Hong Kong's Hang Seng Index .HSI added nearly 1% while
the mainland bluechip index CSI300 .CSI300 edged up 0.5% and
ground after the March trade figures were published.
South Korea's KOSPI 200 Index .KS200 doubled its early
gains to be up 1%.
China's exports in dollar terms rose by 30.6% in March from
one year earlier while imports jumped 38.1% compared to the same
time last year, figures published Tuesday showed.
Imports grew at the fastest pace in four years which
analysts said indicated a post-pandemic recovery in Chinese
domestic demand. "China is benefitting because of its surging 'first in first
out' recovery but the global economy is also accelerating and
picking up and that will diminish some of China's export
performance in the quarters ahead," said John Woods, Credit
Suisse's Asia Pacific chief investment officer.

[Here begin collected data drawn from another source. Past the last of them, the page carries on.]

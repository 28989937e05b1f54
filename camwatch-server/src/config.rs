//! TOML 配置文件
//!
//! 所有字段都有默认值；文件不存在时按默认值生成一份。

use camwatch::camera::CaptureSettings;
use camwatch::imgproc::TextRenderer;
use camwatch::manager::{ManagerConfig, StreamSource};
use camwatch::videoio::backend::BackendType;
use camwatch_core::pixel_format::FourCC;
use serde::{Deserialize, Serialize};
use std::fs;
use std::path::{Path, PathBuf};
use std::time::Duration;
use thiserror::Error;
use tracing::info;

#[derive(Error, Debug)]
pub enum ConfigError {
    #[error("Failed to access config file {path}: {source}")]
    Io {
        path: PathBuf,
        source: std::io::Error,
    },

    #[error("Invalid config file: {0}")]
    Parse(#[from] toml::de::Error),

    #[error("Failed to render default config: {0}")]
    Render(#[from] toml::ser::Error),

    #[error("Invalid config value: {0}")]
    Invalid(String),
}

#[derive(Debug, Clone, Default, PartialEq, Serialize, Deserialize)]
#[serde(default)]
pub struct Config {
    pub api: ApiConfig,
    pub auth: AuthConfig,
    pub streaming: StreamingConfig,
    pub camera: CameraConfig,
    pub storage: StorageConfig,
    pub recording: RecordingConfig,
    pub discovery: DiscoveryConfig,
    #[serde(skip_serializing_if = "Vec::is_empty")]
    pub streams: Vec<StreamConfig>,
}

#[derive(Debug, Clone, PartialEq, Serialize, Deserialize)]
#[serde(default)]
pub struct ApiConfig {
    pub host: String,
    pub port: u16,
}

impl Default for ApiConfig {
    fn default() -> Self {
        Self {
            host: "0.0.0.0".into(),
            port: 4000,
        }
    }
}

impl ApiConfig {
    pub fn addr(&self) -> String {
        format!("{}:{}", self.host, self.port)
    }
}

/// 未配置 token 时不做鉴权
#[derive(Debug, Clone, Default, PartialEq, Serialize, Deserialize)]
#[serde(default)]
pub struct AuthConfig {
    pub token: Option<String>,
}

#[derive(Debug, Clone, PartialEq, Serialize, Deserialize)]
#[serde(default)]
pub struct StreamingConfig {
    /// 每个观看者每秒最多推送的帧数
    pub fps_limit: u32,
}

impl Default for StreamingConfig {
    fn default() -> Self {
        Self { fps_limit: 10 }
    }
}

#[derive(Debug, Clone, PartialEq, Serialize, Deserialize)]
#[serde(default)]
pub struct CameraConfig {
    pub width: u32,
    pub height: u32,
    pub fps: u32,
    /// 录像编码 FourCC，目前只支持 MJPG
    pub codec: String,
    pub jpeg_quality: u8,
    /// 运动检测的最小轮廓面积 (像素)
    pub min_area: usize,
    /// 是否绘制时间戳水印
    pub overlay: bool,
    /// TrueType 字体，不配置时使用内置点阵字体
    pub font_path: Option<PathBuf>,
}

impl Default for CameraConfig {
    fn default() -> Self {
        let defaults = CaptureSettings::default();
        Self {
            width: defaults.width,
            height: defaults.height,
            fps: defaults.fps,
            codec: defaults.codec.to_string().trim().to_string(),
            jpeg_quality: defaults.jpeg_quality,
            min_area: defaults.min_area,
            overlay: true,
            font_path: None,
        }
    }
}

impl CameraConfig {
    pub fn capture_settings(&self) -> Result<CaptureSettings, ConfigError> {
        let codec: FourCC = self
            .codec
            .parse()
            .map_err(|e| ConfigError::Invalid(format!("camera.codec: {e}")))?;
        // 录像写入器只会写 Motion-JPEG
        if codec != FourCC::MJPEG {
            return Err(ConfigError::Invalid(format!(
                "camera.codec: only MJPG recording is supported, got {}",
                self.codec
            )));
        }
        if !(1..=100).contains(&self.jpeg_quality) {
            return Err(ConfigError::Invalid(format!(
                "camera.jpeg_quality must be 1-100, got {}",
                self.jpeg_quality
            )));
        }

        let overlay = match (&self.font_path, self.overlay) {
            (_, false) => None,
            (Some(path), true) => Some(
                TextRenderer::from_file(path)
                    .map_err(|e| ConfigError::Invalid(format!("camera.font_path: {e}")))?,
            ),
            (None, true) => Some(TextRenderer::bitmap()),
        };

        Ok(CaptureSettings {
            width: self.width,
            height: self.height,
            fps: self.fps,
            codec,
            jpeg_quality: self.jpeg_quality,
            min_area: self.min_area,
            overlay,
        })
    }
}

/// `[[streams]]`：固定的网络 MJPEG 流
#[derive(Debug, Clone, PartialEq, Serialize, Deserialize)]
pub struct StreamConfig {
    pub url: String,
    #[serde(default)]
    pub name: Option<String>,
}

#[derive(Debug, Clone, PartialEq, Serialize, Deserialize)]
#[serde(default)]
pub struct StorageConfig {
    pub data_dir: PathBuf,
}

impl Default for StorageConfig {
    fn default() -> Self {
        Self {
            data_dir: PathBuf::from("data"),
        }
    }
}

impl StorageConfig {
    pub fn camera_store(&self) -> PathBuf {
        self.data_dir.join("cameras.json")
    }
}

#[derive(Debug, Clone, PartialEq, Serialize, Deserialize)]
#[serde(default)]
pub struct RecordingConfig {
    pub enabled: bool,
    pub motion_only: bool,
    pub dir: PathBuf,
}

impl Default for RecordingConfig {
    fn default() -> Self {
        Self {
            enabled: false,
            motion_only: true,
            dir: PathBuf::from("recordings"),
        }
    }
}

#[derive(Debug, Clone, PartialEq, Serialize, Deserialize)]
#[serde(default)]
pub struct DiscoveryConfig {
    pub backend: BackendType,
    pub interval_secs: u64,
}

impl Default for DiscoveryConfig {
    fn default() -> Self {
        Self {
            backend: BackendType::Auto,
            interval_secs: 20,
        }
    }
}

impl DiscoveryConfig {
    pub fn interval(&self) -> Duration {
        Duration::from_secs(self.interval_secs.max(1))
    }
}

impl Config {
    /// 读取配置；文件不存在时写出一份默认配置
    pub fn load_or_create(path: &Path) -> Result<Self, ConfigError> {
        let io_err = |source| ConfigError::Io {
            path: path.to_path_buf(),
            source,
        };

        match fs::read_to_string(path) {
            Ok(text) => Ok(toml::from_str(&text)?),
            Err(e) if e.kind() == std::io::ErrorKind::NotFound => {
                let config = Self::default();
                if let Some(dir) = path.parent().filter(|d| !d.as_os_str().is_empty()) {
                    fs::create_dir_all(dir).map_err(io_err)?;
                }
                fs::write(path, toml::to_string_pretty(&config)?).map_err(io_err)?;
                info!(path = %path.display(), "default config written");
                Ok(config)
            }
            Err(e) => Err(io_err(e)),
        }
    }

    pub fn manager_config(&self) -> Result<ManagerConfig, ConfigError> {
        Ok(ManagerConfig {
            capture: self.camera.capture_settings()?,
            streams: self
                .streams
                .iter()
                .map(|s| StreamSource {
                    url: s.url.trim().to_string(),
                    name: s.name.clone(),
                })
                .collect(),
        })
    }
}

The trade data helped turn around a weaker tone that was
evident earlier in Asia following declines on Wall Street
overnight.
In the United States, the Dow Jones Industrial Average
.DJI fell 55.2 points, or 0.16%, to 33,745.4, the S&P 500
.SPX lost 0.81 points, or 0.02%, to 4,127.99 and the Nasdaq
Composite .IXIC dropped 50.19 points, or 0.36%, to 13,850.00.
Boston Federal Reserve Bank President Eric Rosengren said
Monday the U.S. economy could see a significant rebound this
year due to looser money and fiscal policy but the country's job
market still faced weakness.
He said with inflation still below the central bank's 2%
target rate the current "highly accommodative" monetary policy
stance remained appropriate. U.S. inflation data for March is due to be published later
in the global day.
The dollar =USD rose from near a three-week low against
major rivals on Tuesday, buoyed by a bump in Treasury yields, as
traders awaited the highly anticipated inflation data.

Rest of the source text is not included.